The White Ribbon (Das Weisse Band)

Earlier this year, The White Ribbon was in contention for the Academy Award for Best Foreign Language Film of the Year (as well as Best Cinematography). Though I have/had not viewed the other nominated films, The White Ribbon came off as a rather strong, Oscar-worthy endeavor. Come award night, an Argentinean film The Secret In Their Eyes (coming out later this fall)won the award . However, until I have a chance to view the winning film, I still feel as though The White Ribbon deserved the gold statue.

The White Ribbon rarely presents itself as a foreign language film. Of course, there are subtitles to make it that, but in all regards, the film absorbs the viewer effectively enough to make them forget they do not know the language (unless they took German class for three years, as I did in high school). The film is a period piece set between July 1913 and August 1914, played out in black and white. The film could have easily taken place at anytime, in any location (at times this film felt even older) and still received the same reaction.

The eeriness of the film is the a huge component in keeping the viewer absorbed. Two hours of subtitles and black & white film stock could easily bore the average person, but the film had enough going for it to keep a person’s interest intact. The story was twistingly complex, placing the viewer in the middle of a mystery. Very few answers are actually given throughout the film and the ending is left ambiguous, leaving open-ended several options as to what actually occurred. Subtlety was a major component of the film, never appearing extravagant, yet never coming off anti-climatic. There was constantly a new underlying relationship or cruel twist that surfaced to keep the German town it portrayed in disarray. By the end, you felt as though you knew these people and that you had lived with them for years.

In few other films have I viewed so many amazing performances delivered by children. The very young children could break your heart, including the pastor‘s son, with his broken winged bird or the doctor‘s son whose questions about death hit at the heart of the privied.
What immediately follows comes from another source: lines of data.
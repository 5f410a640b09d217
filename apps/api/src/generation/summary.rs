//! Professional summary generation: fills the category's template from what
//! the resume already contains. Deterministic; latency is simulated by the handler.

use crate::generation::templates::{
    CAREER_CHANGE_SUMMARY_TEMPLATE, DEFAULT_SUMMARY_TEMPLATE, EXPERIENCED_SUMMARY_TEMPLATE,
    fill_template, FRESHER_SUMMARY_TEMPLATE,
};
use crate::models::resume::{Category, ResumeDocument};

pub(crate) const TECHNICAL_GROUPS: &[&str] = &["technical", "programming"];
const SOFT_GROUPS: &[&str] = &["soft", "leadership"];

fn or_fallback<'a>(value: &'a str, fallback: &'a str) -> &'a str {
    match value.trim() {
        "" => fallback,
        trimmed => trimmed,
    }
}

/// First `n` non-blank items joined with `separator`.
pub(crate) fn first_n(items: &[String], n: usize, separator: &str) -> String {
    items
        .iter()
        .map(|s| s.trim())
        .filter(|s| !s.is_empty())
        .take(n)
        .collect::<Vec<_>>()
        .join(separator)
}

/// "a", "a and b", "a, b and c".
pub(crate) fn join_natural(parts: &[String]) -> String {
    match parts {
        [] => String::new(),
        [only] => only.clone(),
        [init @ .., last] => format!("{} and {last}", init.join(", ")),
    }
}

fn plural(count: usize, noun: &str) -> String {
    if count == 1 {
        format!("{count} {noun}")
    } else {
        format!("{count} {noun}s")
    }
}

pub fn generate_summary(doc: &ResumeDocument) -> String {
    match doc.category {
        Some(Category::Fresher) => fresher_summary(doc),
        Some(Category::Experienced) => experienced_summary(doc, false),
        Some(Category::Senior) => experienced_summary(doc, true),
        Some(Category::CareerChange) => career_change_summary(doc),
        None => default_summary(doc),
    }
}

fn fresher_summary(doc: &ResumeDocument) -> String {
    let education = doc.education.first();
    let degree = education.map_or("", |e| e.degree.as_str());
    let field = education.map_or("", |e| e.field.as_str());
    let school = education.map_or("", |e| e.school.as_str());

    let technical = first_n(doc.skill_items_matching(TECHNICAL_GROUPS), 3, ", ");
    let skills = if technical.is_empty() {
        "a solid foundation in technology".to_string()
    } else {
        format!("strong technical skills in {technical}")
    };

    let mut hands_on = Vec::new();
    if !doc.projects.is_empty() {
        hands_on.push(plural(doc.projects.len(), "hands-on project"));
    }
    if !doc.internships.is_empty() {
        hands_on.push(plural(doc.internships.len(), "internship"));
    }
    let practice = if hands_on.is_empty() {
        "Brings strong problem-solving abilities and an eagerness to learn.".to_string()
    } else {
        format!(
            "Demonstrated practical experience through {}, showcasing problem-solving abilities and eagerness to learn.",
            join_natural(&hands_on)
        )
    };

    let experience = doc
        .experience
        .first()
        .filter(|e| !e.position.trim().is_empty())
        .map(|e| format!("Gained valuable experience in a {} role. ", e.position.trim()))
        .unwrap_or_default();

    fill_template(
        FRESHER_SUMMARY_TEMPLATE,
        &[
            ("degree", or_fallback(degree, "degree")),
            ("field", or_fallback(field, "studies")),
            ("school", or_fallback(school, "university")),
            ("skills", skills.as_str()),
            ("practice", practice.as_str()),
            ("experience", experience.as_str()),
        ],
    )
}

fn experienced_summary(doc: &ResumeDocument, senior: bool) -> String {
    let years = if doc.experience.is_empty() {
        "5+".to_string()
    } else {
        (doc.experience.len() * 2).max(2).to_string()
    };
    let role = doc.experience.first().map_or("", |e| e.position.as_str());
    let industry = if doc.experience.len() > 1 {
        "multiple industries"
    } else {
        "the industry"
    };

    let technical = first_n(doc.skill_items_matching(TECHNICAL_GROUPS), 3, ", ");
    let soft = first_n(doc.skill_items_matching(SOFT_GROUPS), 2, " and ");
    let focus = if soft.is_empty() {
        "Focused on".to_string()
    } else {
        format!("Strong {soft} skills, with a focus on")
    };
    let projects = if doc.projects.is_empty() {
        ""
    } else {
        "innovative project development and "
    };

    let (level, track_record, target) = if senior {
        (
            "Senior",
            "Proven track record of leading cross-functional teams and driving strategic initiatives",
            "leadership",
        )
    } else {
        (
            "Experienced",
            "Demonstrated ability to deliver high-quality solutions and collaborate effectively with diverse teams",
            "senior",
        )
    };

    fill_template(
        EXPERIENCED_SUMMARY_TEMPLATE,
        &[
            ("level", level),
            ("role", or_fallback(role, "professional")),
            ("years", years.as_str()),
            ("skills", or_fallback(&technical, "technology solutions")),
            ("track_record", track_record),
            ("industry", industry),
            ("focus", focus.as_str()),
            ("projects", projects),
            ("target", target),
        ],
    )
}

fn career_change_summary(doc: &ResumeDocument) -> String {
    let previous = doc.experience.first().map_or("", |e| e.position.as_str());

    let soft = first_n(doc.skill_items_matching(SOFT_GROUPS), 2, " and ");
    let transferable = if soft.is_empty() {
        "valuable transferable skills".to_string()
    } else {
        format!("strong {soft} skills")
    };

    let mut sources = Vec::new();
    if !doc.education.is_empty() {
        sources.push("formal education".to_string());
    }
    if !doc.projects.is_empty() {
        sources.push("hands-on projects".to_string());
    }
    sources.push("continuous learning".to_string());

    let technical = first_n(doc.skill_items_matching(TECHNICAL_GROUPS), 3, ", ");
    let learning = if technical.is_empty() {
        format!("Gained technical knowledge through {}", join_natural(&sources))
    } else {
        format!("Developed proficiency in {technical} through {}", join_natural(&sources))
    };

    let background = doc
        .experience
        .first()
        .filter(|e| !e.company.trim().is_empty())
        .map(|e| {
            format!(
                "Previous experience at {} provided a strong foundation in problem-solving and client relations. ",
                e.company.trim()
            )
        })
        .unwrap_or_default();

    fill_template(
        CAREER_CHANGE_SUMMARY_TEMPLATE,
        &[
            ("previous", or_fallback(previous, "a previous role")),
            ("transferable", transferable.as_str()),
            ("learning", learning.as_str()),
            ("background", background.as_str()),
        ],
    )
}

fn default_summary(doc: &ResumeDocument) -> String {
    let first_job = doc.experience.first();
    let role = first_job.map_or("", |e| e.position.as_str());

    let all_skills: Vec<String> = doc.skills.iter().flat_map(|g| g.items.clone()).collect();
    let skills = first_n(&all_skills, 4, ", ");

    let track_record = first_job
        .filter(|e| !e.company.trim().is_empty())
        .map(|e| format!("Proven track record at {}", e.company.trim()))
        .unwrap_or_default();
    let degree = doc
        .education
        .first()
        .filter(|e| !e.degree.trim().is_empty())
        .map(|e| match e.field.trim() {
            "" => e.degree.trim().to_string(),
            field => format!("{} in {field}", e.degree.trim()),
        });
    let credentials = match (track_record.is_empty(), degree) {
        (true, None) => String::new(),
        (true, Some(degree)) => format!("Holds a {degree}. "),
        (false, None) => format!("{track_record}. "),
        (false, Some(degree)) => format!("{track_record} with a {degree}. "),
    };

    let projects = if doc.projects.is_empty() {
        String::new()
    } else {
        format!(
            "Demonstrated technical abilities through {}. ",
            plural(doc.projects.len(), "project")
        )
    };

    fill_template(
        DEFAULT_SUMMARY_TEMPLATE,
        &[
            ("role", or_fallback(role, "professional")),
            ("skills", or_fallback(&skills, "various technologies")),
            ("credentials", credentials.as_str()),
            ("projects", projects.as_str()),
        ],
    )
}

#[cfg(test)]
mod tests {
    use super::*;
    use crate::models::resume::{
        EducationEntry, ExperienceEntry, InternshipEntry, ProjectEntry, SkillGroup,
    };

    fn skills(category: &str, items: &[&str]) -> SkillGroup {
        SkillGroup {
            category: category.to_string(),
            items: items.iter().map(|s| s.to_string()).collect(),
            ..Default::default()
        }
    }

    fn job(position: &str, company: &str) -> ExperienceEntry {
        ExperienceEntry {
            position: position.to_string(),
            company: company.to_string(),
            ..Default::default()
        }
    }

    #[test]
    fn test_join_natural() {
        let parts = |v: &[&str]| v.iter().map(|s| s.to_string()).collect::<Vec<_>>();
        assert_eq!(join_natural(&[]), "");
        assert_eq!(join_natural(&parts(&["a"])), "a");
        assert_eq!(join_natural(&parts(&["a", "b"])), "a and b");
        assert_eq!(join_natural(&parts(&["a", "b", "c"])), "a, b and c");
    }

    #[test]
    fn test_fresher_uses_first_education_and_top_three_skills() {
        let mut doc = ResumeDocument::empty();
        doc.category = Some(Category::Fresher);
        doc.education.push(EducationEntry {
            school: "State University".to_string(),
            degree: "BSc".to_string(),
            field: "Computer Science".to_string(),
            ..Default::default()
        });
        doc.skills
            .push(skills("Technical Skills", &["Rust", "Go", "SQL", "Docker"]));
        doc.projects.push(ProjectEntry::default());
        doc.projects.push(ProjectEntry::default());
        doc.internships.push(InternshipEntry::default());

        let summary = generate_summary(&doc);
        assert!(summary.starts_with(
            "Recent BSc graduate in Computer Science from State University with strong technical skills in Rust, Go, SQL."
        ));
        assert!(!summary.contains("Docker"));
        assert!(summary.contains("through 2 hands-on projects and 1 internship, showcasing"));
    }

    #[test]
    fn test_fresher_falls_back_without_data() {
        let mut doc = ResumeDocument::empty();
        doc.category = Some(Category::Fresher);
        assert_eq!(
            generate_summary(&doc),
            "Recent degree graduate in studies from university with a solid foundation in technology. \
             Brings strong problem-solving abilities and an eagerness to learn. \
             Seeking to leverage academic knowledge and practical skills to contribute to \
             innovative projects and grow professionally in a dynamic technology environment."
        );
    }

    #[test]
    fn test_experienced_years_scale_with_entries() {
        let mut doc = ResumeDocument::empty();
        doc.category = Some(Category::Experienced);
        doc.experience.push(job("Backend Engineer", "Acme"));
        assert!(generate_summary(&doc).starts_with("Experienced Backend Engineer with 2 years"));

        doc.experience.push(job("Engineer", "Initech"));
        doc.experience.push(job("Intern", "Hooli"));
        let summary = generate_summary(&doc);
        assert!(summary.contains("with 6 years of expertise"));
        assert!(summary.contains("across multiple industries. Focused on continuous improvement."));
    }

    #[test]
    fn test_senior_without_experience_says_five_plus() {
        let mut doc = ResumeDocument::empty();
        doc.category = Some(Category::Senior);
        doc.skills
            .push(skills("Leadership", &["mentoring", "hiring", "strategy"]));
        let summary = generate_summary(&doc);
        assert!(summary
            .starts_with("Senior professional with 5+ years of expertise in technology solutions."));
        assert!(summary.contains("Strong mentoring and hiring skills, with a focus on continuous"));
        assert!(summary.ends_with("in a challenging leadership role."));
    }

    #[test]
    fn test_career_change_mentions_previous_role_and_company() {
        let mut doc = ResumeDocument::empty();
        doc.category = Some(Category::CareerChange);
        doc.experience.push(job("Account Manager", "Contoso"));
        doc.skills.push(skills("Programming", &["Python"]));
        doc.projects.push(ProjectEntry::default());
        let summary = generate_summary(&doc);
        assert!(summary
            .starts_with("Motivated professional transitioning from Account Manager to technology"));
        assert!(summary
            .contains("Developed proficiency in Python through hands-on projects and continuous learning. "));
        assert!(summary.contains("Previous experience at Contoso"));
    }

    #[test]
    fn test_default_summary_without_category() {
        let mut doc = ResumeDocument::empty();
        doc.experience.push(job("Designer", "Studio"));
        doc.education.push(EducationEntry {
            degree: "BA".to_string(),
            field: "Design".to_string(),
            ..Default::default()
        });
        doc.skills.push(skills("Tools", &["Figma", "Sketch"]));
        assert_eq!(
            generate_summary(&doc),
            "Dedicated Designer with expertise in Figma, Sketch. Proven track record at Studio with a BA in Design. \
             Seeking to leverage skills and experience to drive innovation and contribute to \
             organizational success in a challenging role."
        );
    }

    #[test]
    fn test_braces_in_resume_text_are_kept_verbatim() {
        let mut doc = ResumeDocument::empty();
        doc.category = Some(Category::Experienced);
        doc.experience.push(job("Lead {target}", "Acme"));
        let summary = generate_summary(&doc);
        assert!(summary.starts_with("Experienced Lead {target} with 2 years"));
        assert!(summary.ends_with("in a challenging senior role."));
    }

    #[test]
    fn test_generation_is_deterministic() {
        let mut doc = ResumeDocument::empty();
        doc.category = Some(Category::Experienced);
        doc.experience.push(job("SRE", "Acme"));
        assert_eq!(generate_summary(&doc), generate_summary(&doc));
    }
}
The girls could also melt your heart, or they could be cold and concise, like the leading young lady, whose constant stares are the chilling force of the entire film. The boys were rascals one moment and vigilantes the next. The children, by far, out-act the adults in The White Ribbon.

The costumes of the film were spot-on and the cinematography earned its nomination, allowing one to practically see the color through the black & white, particularly the scenes of nature, where the swaying wheat or the towering trees practically popped out of the screen with brilliance.

With absolutely no expectations going into the film, the realization of the darkness of the film was reminiscent of stories like Children of the Corn and Tommyknockers. I felt as though anything and everything could happen in the film’s plot, with deaths and injuries inflicted around every corner, all while keeping the probability of these occurrences and the real-to-life nature of these emotions. Though the film did not come through on Oscar night, The White Ribbon still feels award winning and will continue to be one of the best foreign films I have ever seen. If you want to know what the film has to do with a white ribbon, then you will just have to watch the film for yourself.